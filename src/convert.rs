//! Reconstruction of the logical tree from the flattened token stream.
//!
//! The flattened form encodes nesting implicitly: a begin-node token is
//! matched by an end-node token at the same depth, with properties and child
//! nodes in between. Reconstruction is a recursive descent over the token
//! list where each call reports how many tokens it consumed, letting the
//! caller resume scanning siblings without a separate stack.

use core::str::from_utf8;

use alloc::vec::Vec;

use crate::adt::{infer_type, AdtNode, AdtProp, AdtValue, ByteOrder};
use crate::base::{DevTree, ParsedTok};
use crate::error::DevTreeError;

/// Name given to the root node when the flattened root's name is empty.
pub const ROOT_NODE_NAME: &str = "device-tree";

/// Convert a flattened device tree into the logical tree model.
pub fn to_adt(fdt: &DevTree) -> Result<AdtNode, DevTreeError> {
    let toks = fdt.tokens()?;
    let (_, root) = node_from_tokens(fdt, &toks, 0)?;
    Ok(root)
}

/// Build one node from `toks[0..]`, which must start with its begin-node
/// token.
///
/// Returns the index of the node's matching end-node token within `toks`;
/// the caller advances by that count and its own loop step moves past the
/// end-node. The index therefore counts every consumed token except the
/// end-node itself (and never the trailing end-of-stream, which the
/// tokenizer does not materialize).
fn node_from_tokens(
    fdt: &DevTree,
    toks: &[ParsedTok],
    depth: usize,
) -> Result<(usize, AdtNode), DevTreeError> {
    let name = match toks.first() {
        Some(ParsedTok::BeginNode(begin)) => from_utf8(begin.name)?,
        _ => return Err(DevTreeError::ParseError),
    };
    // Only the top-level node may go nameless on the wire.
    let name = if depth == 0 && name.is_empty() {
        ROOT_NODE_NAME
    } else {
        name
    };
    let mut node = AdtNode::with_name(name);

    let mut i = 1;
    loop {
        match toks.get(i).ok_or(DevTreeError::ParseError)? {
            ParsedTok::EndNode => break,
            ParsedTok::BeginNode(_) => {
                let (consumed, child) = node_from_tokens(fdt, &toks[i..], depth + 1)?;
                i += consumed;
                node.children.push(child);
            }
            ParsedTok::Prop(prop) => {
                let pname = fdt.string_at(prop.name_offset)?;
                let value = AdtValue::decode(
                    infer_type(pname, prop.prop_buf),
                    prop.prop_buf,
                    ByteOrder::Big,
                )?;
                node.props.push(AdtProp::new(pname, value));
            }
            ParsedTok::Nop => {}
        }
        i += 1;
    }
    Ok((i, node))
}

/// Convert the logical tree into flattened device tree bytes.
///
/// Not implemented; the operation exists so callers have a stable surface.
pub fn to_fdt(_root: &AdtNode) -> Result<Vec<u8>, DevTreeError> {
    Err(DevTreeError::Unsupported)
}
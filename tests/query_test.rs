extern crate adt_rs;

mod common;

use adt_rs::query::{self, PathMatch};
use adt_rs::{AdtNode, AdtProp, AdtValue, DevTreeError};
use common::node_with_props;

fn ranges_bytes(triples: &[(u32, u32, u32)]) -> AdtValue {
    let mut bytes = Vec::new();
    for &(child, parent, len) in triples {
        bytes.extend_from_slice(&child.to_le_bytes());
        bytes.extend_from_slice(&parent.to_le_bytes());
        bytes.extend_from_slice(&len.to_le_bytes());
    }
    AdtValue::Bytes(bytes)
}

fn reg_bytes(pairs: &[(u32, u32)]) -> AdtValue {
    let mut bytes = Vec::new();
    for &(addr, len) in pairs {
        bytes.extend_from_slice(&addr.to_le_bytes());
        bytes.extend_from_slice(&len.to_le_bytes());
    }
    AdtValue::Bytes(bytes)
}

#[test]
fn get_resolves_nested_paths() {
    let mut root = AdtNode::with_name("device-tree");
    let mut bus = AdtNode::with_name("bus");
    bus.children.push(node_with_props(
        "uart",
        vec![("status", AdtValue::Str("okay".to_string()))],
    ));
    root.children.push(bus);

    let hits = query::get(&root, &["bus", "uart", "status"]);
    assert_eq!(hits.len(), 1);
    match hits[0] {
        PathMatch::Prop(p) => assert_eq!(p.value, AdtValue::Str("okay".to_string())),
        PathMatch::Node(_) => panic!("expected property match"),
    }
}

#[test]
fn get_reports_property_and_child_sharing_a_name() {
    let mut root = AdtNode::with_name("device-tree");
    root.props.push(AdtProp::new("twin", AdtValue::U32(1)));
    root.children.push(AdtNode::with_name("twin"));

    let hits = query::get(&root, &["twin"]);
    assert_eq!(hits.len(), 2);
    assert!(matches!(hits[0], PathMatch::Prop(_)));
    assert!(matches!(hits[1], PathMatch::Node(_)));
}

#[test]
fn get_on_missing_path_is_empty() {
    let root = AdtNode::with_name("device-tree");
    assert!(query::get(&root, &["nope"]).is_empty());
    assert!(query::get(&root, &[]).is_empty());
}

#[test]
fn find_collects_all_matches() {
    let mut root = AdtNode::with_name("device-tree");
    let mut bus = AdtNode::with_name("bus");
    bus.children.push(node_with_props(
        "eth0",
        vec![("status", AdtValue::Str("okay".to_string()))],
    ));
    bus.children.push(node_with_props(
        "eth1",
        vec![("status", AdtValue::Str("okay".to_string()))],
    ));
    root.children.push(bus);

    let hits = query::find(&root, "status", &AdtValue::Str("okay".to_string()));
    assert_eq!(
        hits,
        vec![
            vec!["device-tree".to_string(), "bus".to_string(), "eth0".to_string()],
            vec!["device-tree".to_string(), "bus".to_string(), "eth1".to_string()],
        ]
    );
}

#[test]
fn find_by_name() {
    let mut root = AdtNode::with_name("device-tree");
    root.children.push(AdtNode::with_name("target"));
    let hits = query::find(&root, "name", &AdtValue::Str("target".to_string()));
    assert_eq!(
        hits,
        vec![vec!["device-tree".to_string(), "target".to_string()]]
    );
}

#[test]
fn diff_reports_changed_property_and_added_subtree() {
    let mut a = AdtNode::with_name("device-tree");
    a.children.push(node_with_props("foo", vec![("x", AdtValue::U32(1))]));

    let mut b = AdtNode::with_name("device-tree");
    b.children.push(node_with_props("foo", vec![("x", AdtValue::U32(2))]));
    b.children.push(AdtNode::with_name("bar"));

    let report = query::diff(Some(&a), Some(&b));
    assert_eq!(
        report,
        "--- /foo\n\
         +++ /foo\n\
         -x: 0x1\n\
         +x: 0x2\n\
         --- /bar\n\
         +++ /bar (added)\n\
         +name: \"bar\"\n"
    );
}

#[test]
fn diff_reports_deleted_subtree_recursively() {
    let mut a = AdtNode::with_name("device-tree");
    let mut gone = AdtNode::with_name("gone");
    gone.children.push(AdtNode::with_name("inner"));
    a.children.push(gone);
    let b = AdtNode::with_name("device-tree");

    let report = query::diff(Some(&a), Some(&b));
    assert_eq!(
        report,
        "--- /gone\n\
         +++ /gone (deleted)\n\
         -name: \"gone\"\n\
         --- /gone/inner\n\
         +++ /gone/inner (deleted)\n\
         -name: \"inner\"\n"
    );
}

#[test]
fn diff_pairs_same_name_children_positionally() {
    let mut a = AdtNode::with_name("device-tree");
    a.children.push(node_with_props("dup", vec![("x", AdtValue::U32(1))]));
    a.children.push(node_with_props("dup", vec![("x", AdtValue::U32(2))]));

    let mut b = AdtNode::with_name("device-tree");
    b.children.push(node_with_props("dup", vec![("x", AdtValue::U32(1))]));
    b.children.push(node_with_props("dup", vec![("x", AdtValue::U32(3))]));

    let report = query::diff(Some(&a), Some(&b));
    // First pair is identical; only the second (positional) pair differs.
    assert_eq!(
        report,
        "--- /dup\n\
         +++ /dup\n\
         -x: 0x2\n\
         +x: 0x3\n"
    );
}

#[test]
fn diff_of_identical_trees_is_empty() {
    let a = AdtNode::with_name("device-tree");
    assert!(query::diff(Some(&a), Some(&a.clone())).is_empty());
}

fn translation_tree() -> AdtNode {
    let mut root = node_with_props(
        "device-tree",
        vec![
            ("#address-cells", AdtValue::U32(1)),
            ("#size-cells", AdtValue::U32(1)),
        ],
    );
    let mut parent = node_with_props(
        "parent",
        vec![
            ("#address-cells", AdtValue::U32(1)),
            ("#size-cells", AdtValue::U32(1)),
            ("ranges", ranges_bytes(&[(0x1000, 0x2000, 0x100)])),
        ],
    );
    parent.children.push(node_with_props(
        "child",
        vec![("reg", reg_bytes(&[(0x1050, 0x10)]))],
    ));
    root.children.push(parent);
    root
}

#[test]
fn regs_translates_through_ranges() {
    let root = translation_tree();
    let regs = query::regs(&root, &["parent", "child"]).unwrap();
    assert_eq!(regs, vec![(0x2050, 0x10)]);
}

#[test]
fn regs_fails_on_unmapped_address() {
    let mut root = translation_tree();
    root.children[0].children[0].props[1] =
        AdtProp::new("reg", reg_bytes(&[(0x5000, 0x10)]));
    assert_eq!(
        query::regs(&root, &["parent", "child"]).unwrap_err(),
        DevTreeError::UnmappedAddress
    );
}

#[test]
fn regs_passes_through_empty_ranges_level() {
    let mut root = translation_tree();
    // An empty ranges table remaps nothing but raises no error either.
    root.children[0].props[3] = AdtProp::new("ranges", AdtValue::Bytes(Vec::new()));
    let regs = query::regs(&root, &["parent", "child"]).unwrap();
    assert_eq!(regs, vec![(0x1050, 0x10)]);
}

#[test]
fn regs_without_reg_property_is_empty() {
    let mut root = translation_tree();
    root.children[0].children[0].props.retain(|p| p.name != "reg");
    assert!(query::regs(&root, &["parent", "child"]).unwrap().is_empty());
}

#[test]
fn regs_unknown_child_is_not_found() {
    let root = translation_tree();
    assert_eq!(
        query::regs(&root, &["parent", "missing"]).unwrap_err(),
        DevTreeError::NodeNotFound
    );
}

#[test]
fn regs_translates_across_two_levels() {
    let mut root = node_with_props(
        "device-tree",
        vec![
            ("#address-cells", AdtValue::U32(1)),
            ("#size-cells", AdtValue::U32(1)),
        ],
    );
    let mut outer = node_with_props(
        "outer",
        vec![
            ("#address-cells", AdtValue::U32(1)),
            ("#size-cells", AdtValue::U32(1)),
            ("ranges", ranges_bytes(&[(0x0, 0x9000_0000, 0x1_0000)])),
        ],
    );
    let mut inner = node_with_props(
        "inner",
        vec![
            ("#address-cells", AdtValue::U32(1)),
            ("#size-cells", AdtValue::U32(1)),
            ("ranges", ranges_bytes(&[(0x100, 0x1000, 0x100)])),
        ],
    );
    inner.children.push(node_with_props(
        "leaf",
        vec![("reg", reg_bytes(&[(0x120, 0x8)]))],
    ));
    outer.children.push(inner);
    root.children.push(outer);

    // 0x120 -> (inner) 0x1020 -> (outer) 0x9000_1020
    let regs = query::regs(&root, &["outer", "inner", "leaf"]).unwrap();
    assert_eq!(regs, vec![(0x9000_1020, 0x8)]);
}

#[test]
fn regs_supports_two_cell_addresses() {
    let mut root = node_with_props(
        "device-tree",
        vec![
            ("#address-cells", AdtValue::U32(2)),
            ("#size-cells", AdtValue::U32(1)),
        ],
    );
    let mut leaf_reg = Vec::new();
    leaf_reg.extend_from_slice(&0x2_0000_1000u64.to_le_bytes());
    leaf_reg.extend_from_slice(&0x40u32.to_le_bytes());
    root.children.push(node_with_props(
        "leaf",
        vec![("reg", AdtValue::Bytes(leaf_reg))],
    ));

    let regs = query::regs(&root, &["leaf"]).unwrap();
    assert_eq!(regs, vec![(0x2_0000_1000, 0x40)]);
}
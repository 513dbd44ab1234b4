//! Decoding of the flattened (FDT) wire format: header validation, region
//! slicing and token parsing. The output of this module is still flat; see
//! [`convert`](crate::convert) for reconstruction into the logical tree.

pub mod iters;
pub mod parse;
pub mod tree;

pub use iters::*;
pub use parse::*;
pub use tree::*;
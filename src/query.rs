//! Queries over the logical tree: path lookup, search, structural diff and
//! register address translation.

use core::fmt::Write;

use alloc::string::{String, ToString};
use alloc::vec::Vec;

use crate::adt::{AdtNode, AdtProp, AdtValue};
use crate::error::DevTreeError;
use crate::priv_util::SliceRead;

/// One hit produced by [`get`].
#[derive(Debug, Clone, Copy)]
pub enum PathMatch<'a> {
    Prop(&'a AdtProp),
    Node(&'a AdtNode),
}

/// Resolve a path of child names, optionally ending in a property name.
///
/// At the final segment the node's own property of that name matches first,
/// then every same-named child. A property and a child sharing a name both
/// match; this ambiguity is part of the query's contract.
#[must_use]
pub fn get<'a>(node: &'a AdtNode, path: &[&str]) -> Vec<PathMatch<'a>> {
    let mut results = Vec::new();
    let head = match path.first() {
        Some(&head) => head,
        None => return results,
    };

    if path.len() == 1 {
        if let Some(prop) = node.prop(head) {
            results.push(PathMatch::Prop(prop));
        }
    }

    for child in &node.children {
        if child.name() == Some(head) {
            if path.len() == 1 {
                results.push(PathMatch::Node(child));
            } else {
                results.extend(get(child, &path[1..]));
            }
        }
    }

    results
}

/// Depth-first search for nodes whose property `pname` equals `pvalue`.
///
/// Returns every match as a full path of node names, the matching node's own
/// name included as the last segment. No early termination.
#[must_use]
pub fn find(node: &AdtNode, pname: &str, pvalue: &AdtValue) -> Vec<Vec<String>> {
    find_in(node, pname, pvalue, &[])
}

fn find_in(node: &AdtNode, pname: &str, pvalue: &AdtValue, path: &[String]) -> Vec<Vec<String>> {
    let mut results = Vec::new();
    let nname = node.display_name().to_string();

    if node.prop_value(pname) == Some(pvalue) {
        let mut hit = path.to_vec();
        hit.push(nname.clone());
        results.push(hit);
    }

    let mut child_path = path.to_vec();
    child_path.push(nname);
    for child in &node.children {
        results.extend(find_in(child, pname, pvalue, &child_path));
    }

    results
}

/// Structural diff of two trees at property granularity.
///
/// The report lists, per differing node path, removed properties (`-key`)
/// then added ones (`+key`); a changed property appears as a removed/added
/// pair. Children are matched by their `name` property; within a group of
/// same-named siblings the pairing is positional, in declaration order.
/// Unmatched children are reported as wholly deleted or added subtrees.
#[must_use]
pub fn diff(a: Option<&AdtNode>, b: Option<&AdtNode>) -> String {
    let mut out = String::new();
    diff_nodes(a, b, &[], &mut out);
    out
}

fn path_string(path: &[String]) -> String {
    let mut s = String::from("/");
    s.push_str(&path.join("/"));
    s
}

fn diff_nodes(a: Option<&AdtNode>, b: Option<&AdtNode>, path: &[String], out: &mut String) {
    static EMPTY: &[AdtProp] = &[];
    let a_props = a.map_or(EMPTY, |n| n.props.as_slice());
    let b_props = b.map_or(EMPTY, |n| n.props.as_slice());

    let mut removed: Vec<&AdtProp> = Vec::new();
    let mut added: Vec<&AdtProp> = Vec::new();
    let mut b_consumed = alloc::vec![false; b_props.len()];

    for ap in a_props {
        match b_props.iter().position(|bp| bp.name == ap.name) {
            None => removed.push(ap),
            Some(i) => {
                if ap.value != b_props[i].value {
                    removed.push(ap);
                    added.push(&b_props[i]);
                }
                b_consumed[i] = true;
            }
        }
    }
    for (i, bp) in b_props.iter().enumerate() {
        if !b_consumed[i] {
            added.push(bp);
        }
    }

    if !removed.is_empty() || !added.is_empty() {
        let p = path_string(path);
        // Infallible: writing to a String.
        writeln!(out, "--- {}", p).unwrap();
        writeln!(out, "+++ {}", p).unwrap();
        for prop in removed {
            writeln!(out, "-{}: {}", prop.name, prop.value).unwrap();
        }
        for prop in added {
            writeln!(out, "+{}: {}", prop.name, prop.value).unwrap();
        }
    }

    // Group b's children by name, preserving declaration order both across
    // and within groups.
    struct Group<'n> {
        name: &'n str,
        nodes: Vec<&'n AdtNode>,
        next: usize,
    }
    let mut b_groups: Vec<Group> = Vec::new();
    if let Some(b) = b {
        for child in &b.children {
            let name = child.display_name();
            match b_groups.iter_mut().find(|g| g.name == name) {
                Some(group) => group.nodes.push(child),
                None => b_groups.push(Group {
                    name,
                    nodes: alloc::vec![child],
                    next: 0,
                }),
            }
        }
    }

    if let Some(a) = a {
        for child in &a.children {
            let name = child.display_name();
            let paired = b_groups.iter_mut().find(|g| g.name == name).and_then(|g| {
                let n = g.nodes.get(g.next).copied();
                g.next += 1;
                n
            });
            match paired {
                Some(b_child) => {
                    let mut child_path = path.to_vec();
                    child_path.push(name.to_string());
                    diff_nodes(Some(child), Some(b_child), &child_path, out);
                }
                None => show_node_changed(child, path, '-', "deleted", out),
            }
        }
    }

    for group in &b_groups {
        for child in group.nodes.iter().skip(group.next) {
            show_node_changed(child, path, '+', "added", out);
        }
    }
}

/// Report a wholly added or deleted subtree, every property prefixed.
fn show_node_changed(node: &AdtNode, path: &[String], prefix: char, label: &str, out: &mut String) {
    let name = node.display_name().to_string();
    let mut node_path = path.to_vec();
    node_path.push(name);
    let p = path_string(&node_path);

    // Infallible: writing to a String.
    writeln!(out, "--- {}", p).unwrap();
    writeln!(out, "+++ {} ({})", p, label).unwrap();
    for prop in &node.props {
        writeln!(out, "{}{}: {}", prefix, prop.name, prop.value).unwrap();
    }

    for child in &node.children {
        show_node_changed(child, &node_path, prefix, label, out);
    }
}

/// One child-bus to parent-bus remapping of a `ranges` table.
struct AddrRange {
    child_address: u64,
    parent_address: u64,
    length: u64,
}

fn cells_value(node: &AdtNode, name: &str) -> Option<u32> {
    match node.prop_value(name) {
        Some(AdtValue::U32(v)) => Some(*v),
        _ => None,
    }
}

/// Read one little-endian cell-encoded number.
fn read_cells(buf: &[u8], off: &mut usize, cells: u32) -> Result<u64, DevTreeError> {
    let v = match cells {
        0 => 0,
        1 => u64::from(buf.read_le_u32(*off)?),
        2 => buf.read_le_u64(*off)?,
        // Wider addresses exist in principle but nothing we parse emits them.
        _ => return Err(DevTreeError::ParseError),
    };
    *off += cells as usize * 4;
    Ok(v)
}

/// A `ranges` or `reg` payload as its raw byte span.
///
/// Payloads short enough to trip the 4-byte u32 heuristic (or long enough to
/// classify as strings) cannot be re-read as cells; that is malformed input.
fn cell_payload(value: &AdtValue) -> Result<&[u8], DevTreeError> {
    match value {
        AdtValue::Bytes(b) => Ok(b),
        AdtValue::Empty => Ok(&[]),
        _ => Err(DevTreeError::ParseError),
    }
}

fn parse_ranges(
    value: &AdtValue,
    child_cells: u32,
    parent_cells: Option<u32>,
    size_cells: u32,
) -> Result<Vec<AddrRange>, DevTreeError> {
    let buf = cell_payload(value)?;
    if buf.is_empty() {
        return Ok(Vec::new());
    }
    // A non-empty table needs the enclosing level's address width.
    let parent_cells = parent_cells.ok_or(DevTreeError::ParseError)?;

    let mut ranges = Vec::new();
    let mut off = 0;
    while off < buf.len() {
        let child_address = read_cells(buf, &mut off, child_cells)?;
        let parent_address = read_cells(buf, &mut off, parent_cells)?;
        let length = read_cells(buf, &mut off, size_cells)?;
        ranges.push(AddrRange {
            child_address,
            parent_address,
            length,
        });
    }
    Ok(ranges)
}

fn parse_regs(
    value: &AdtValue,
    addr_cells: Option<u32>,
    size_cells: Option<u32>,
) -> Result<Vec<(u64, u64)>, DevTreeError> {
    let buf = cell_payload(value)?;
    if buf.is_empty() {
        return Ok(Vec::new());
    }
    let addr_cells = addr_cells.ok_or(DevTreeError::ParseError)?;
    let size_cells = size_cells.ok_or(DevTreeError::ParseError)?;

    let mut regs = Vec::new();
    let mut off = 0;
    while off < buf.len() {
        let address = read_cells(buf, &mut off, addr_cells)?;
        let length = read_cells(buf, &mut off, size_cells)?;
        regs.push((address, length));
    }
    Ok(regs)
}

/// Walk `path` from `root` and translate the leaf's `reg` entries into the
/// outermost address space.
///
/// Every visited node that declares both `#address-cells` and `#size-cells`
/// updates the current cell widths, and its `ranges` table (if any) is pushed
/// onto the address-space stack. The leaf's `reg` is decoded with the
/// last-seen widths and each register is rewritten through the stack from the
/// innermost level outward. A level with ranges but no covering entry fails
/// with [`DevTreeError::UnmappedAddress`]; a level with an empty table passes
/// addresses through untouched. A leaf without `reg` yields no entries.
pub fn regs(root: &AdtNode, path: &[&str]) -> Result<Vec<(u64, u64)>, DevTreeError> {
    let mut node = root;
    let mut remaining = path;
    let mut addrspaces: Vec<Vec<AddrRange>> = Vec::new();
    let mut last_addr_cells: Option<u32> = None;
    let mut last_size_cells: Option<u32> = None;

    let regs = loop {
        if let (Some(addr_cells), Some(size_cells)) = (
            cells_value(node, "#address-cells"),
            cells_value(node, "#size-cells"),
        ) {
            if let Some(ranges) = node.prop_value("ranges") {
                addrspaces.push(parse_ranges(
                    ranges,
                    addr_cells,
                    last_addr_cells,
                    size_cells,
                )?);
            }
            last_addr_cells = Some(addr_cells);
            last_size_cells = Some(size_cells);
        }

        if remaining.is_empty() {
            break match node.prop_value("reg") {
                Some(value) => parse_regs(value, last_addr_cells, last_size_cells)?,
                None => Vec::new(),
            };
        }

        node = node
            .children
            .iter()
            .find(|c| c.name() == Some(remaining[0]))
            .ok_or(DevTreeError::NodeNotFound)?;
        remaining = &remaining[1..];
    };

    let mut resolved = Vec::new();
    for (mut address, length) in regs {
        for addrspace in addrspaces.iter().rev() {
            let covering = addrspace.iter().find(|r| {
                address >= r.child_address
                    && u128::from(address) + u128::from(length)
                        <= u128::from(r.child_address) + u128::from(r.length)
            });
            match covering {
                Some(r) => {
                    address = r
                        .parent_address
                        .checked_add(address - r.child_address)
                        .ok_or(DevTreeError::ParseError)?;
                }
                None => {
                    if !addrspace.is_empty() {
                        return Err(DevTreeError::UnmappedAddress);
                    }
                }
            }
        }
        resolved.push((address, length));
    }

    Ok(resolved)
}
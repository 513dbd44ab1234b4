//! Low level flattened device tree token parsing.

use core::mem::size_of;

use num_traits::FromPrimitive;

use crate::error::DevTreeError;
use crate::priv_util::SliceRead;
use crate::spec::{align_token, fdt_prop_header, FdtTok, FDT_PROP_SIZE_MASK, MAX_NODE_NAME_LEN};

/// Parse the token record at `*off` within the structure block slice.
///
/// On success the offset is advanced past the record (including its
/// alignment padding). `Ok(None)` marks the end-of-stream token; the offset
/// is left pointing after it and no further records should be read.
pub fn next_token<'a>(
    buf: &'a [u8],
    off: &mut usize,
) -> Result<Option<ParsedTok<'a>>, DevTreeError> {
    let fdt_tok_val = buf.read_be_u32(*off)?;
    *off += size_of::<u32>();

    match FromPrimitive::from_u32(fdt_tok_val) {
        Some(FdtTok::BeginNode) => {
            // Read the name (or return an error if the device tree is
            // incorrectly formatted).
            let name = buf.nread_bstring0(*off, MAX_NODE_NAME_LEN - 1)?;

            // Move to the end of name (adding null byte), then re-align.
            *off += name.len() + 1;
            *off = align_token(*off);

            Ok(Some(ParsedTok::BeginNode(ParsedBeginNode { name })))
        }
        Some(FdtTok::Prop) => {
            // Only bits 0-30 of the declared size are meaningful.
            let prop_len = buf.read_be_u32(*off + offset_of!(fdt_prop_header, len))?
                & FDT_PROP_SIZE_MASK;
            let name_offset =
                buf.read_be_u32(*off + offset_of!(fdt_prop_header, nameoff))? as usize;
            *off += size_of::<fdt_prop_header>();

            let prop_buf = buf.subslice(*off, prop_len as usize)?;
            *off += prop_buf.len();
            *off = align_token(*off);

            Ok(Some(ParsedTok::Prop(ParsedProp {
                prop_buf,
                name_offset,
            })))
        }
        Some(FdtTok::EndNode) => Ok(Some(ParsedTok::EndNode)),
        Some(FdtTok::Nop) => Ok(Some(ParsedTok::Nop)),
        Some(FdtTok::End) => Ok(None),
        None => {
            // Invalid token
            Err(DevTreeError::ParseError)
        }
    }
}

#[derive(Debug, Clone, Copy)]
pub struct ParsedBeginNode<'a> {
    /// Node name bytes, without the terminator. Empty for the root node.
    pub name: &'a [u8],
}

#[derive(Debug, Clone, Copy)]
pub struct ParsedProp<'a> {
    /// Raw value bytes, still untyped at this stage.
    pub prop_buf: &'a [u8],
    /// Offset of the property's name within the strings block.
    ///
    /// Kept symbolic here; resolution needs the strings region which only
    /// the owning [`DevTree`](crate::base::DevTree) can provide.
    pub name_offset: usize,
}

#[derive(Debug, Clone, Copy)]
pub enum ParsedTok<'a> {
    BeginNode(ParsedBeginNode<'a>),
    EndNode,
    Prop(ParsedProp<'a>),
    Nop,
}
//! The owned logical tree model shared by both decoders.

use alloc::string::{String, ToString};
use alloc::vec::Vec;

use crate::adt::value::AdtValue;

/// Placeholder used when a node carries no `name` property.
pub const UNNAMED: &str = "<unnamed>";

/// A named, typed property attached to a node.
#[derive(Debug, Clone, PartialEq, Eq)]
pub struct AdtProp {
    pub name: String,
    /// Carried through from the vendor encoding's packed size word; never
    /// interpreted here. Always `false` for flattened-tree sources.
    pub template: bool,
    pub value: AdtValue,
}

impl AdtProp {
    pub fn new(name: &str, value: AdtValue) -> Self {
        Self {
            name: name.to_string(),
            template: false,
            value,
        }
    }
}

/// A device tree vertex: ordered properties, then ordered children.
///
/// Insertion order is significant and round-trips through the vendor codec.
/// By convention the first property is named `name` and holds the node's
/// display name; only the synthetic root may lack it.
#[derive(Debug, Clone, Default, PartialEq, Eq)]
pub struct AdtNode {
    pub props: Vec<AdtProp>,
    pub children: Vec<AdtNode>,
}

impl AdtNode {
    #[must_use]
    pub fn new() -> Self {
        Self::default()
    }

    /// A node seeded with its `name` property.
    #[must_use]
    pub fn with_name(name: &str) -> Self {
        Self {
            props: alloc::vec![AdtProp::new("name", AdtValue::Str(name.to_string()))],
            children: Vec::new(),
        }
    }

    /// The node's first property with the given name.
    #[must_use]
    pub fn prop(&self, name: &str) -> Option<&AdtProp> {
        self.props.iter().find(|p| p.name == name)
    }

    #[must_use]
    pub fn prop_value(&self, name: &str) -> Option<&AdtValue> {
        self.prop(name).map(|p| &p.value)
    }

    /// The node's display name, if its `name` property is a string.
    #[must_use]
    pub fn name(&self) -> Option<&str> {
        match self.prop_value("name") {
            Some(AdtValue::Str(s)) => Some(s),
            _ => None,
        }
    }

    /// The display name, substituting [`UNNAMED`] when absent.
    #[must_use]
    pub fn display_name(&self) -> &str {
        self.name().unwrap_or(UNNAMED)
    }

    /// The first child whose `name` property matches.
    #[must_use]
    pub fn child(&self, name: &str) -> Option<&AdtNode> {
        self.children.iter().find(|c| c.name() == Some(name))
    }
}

———

__WHAT IS EXPECTED__: Only the number is wanted: how many lines in the data include the string "index"?

__THE ANSWER__: 2